### Task directions
Return each line of the records holding the string "logout".

◆ ◆ ◆ ◆ ◆

//! The REST surface the client consumes, as an async trait.
//!
//! [`crate::HttpBackend`] talks to the real server; [`crate::MemoryBackend`]
//! keeps everything in process for tests and offline development.

use std::future::Future;

use crate::error::ApiError;
use crate::models::{Id, Lead, LeadDraft, LoginOutcome, LoginRequest, OtpRequest, User};

/// Async interface over the leads backend.
pub trait Backend {
    /// `GET /users/{user_id}/leads`
    fn list_leads(&self, user_id: Id) -> impl Future<Output = Result<Vec<Lead>, ApiError>>;

    /// `POST /leads`
    fn create_lead(&self, draft: &LeadDraft) -> impl Future<Output = Result<Lead, ApiError>>;

    /// `PUT /leads/{id}`
    fn update_lead(
        &self,
        id: Id,
        draft: &LeadDraft,
    ) -> impl Future<Output = Result<Lead, ApiError>>;

    /// `PATCH /leads/{id}/deactivate`
    fn deactivate_lead(&self, id: Id) -> impl Future<Output = Result<Lead, ApiError>>;

    /// `POST /users/send-otp`
    fn send_otp(&self, request: &OtpRequest) -> impl Future<Output = Result<(), ApiError>>;

    /// `POST /users/login`
    fn login(
        &self,
        request: &LoginRequest,
    ) -> impl Future<Output = Result<LoginOutcome, ApiError>>;

    /// `GET /users/auth/check`. `Ok(None)` means there is no session.
    fn check_session(&self) -> impl Future<Output = Result<Option<User>, ApiError>>;

    /// `GET /users/logout`
    fn logout(&self) -> impl Future<Output = Result<(), ApiError>>;

    /// `PUT /users/{id}`
    fn update_user(&self, user: &User) -> impl Future<Output = Result<User, ApiError>>;

    /// `PATCH /users/{id}/deactivate`
    fn deactivate_user(&self, id: Id) -> impl Future<Output = Result<(), ApiError>>;
}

◆ ◆ ◆ ◆ ◆

### Written solution
    /// `GET /users/logout`
    fn logout(&self) -> impl Future<Output = Result<(), ApiError>>;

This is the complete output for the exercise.